(Collected data)
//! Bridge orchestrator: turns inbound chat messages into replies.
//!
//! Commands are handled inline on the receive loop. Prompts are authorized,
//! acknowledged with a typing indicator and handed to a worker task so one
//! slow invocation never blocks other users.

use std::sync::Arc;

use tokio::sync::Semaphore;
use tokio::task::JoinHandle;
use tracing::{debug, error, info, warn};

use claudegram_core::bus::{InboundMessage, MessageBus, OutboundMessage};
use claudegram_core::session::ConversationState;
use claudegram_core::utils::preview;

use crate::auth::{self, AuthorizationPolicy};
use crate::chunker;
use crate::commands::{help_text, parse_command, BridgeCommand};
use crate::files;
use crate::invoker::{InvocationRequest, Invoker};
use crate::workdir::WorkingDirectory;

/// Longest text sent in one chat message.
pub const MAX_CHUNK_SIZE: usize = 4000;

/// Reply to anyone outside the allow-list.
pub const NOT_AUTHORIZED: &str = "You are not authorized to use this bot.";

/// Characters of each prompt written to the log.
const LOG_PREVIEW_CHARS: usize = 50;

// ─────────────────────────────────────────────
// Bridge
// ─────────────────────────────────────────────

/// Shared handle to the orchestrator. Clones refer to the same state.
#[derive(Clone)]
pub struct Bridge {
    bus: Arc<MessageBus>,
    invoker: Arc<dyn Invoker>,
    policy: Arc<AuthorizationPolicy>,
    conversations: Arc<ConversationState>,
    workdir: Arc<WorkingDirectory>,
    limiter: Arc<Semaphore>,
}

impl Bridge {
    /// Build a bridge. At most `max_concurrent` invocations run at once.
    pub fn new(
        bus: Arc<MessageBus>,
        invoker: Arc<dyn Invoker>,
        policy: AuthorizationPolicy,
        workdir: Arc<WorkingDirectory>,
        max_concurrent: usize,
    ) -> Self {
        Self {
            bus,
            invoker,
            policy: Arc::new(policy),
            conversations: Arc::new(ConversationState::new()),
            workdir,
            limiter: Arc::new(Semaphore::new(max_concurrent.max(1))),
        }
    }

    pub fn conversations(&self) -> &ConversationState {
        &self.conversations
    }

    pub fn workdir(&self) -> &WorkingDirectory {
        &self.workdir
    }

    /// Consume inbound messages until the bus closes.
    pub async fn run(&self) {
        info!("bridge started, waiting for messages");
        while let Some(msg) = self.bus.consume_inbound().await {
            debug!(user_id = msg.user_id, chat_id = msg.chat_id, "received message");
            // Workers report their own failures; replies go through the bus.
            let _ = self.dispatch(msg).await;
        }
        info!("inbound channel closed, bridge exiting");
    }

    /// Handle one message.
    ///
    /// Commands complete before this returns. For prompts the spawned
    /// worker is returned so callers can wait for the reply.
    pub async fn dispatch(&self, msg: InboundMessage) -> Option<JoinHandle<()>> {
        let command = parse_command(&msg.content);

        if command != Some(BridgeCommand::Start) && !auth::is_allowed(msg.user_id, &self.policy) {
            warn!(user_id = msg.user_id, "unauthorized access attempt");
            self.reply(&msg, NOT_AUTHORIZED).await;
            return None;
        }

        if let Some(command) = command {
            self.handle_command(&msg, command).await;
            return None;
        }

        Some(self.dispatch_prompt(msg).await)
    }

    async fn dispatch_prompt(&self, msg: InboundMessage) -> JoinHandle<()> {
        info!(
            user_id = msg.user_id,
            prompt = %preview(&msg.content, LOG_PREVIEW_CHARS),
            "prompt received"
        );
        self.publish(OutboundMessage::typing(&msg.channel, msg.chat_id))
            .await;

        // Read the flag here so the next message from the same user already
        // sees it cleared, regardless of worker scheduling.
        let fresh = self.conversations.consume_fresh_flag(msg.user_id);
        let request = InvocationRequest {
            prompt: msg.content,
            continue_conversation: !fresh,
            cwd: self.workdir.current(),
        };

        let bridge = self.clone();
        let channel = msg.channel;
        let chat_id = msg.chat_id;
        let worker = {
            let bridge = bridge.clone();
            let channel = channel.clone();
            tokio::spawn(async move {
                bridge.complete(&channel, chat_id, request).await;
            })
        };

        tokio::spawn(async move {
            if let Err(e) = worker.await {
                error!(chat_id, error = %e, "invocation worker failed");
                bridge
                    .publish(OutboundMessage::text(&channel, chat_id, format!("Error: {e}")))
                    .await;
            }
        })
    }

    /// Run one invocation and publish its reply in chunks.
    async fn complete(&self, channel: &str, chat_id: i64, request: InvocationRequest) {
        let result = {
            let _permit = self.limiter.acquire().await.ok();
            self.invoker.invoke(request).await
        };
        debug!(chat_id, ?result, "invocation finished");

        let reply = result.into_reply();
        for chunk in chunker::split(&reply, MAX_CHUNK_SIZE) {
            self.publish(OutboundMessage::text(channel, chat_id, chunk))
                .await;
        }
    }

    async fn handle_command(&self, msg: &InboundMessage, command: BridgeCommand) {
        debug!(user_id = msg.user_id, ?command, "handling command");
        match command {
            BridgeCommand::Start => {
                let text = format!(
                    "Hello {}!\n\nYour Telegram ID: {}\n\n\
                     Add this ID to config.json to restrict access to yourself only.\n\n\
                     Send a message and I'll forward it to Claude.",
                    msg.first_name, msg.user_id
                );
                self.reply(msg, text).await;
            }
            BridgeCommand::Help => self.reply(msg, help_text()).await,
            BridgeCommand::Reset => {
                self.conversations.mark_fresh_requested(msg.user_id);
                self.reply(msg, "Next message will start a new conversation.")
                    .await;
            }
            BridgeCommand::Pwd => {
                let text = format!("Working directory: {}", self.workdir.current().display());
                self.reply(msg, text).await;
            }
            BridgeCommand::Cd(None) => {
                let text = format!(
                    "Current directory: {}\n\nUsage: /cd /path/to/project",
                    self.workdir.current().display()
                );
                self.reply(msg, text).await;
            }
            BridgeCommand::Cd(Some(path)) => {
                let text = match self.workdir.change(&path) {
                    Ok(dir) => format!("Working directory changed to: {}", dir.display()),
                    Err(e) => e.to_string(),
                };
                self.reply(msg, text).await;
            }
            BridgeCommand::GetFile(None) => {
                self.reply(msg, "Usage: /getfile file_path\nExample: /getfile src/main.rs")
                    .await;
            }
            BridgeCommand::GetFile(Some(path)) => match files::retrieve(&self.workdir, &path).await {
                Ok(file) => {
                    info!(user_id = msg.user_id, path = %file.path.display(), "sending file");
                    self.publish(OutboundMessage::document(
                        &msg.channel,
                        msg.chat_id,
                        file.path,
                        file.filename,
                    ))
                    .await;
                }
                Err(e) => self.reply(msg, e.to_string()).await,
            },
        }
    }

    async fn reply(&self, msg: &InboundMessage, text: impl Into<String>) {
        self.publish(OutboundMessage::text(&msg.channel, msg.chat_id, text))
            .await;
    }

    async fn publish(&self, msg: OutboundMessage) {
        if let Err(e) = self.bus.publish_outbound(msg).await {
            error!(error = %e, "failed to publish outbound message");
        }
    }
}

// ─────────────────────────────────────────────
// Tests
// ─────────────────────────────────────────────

● **About this exercise**
Search each line of the data above for "usize", and copy the lines where it occurs.

● **Solution**
pub const MAX_CHUNK_SIZE: usize = 4000;
const LOG_PREVIEW_CHARS: usize = 50;
        max_concurrent: usize,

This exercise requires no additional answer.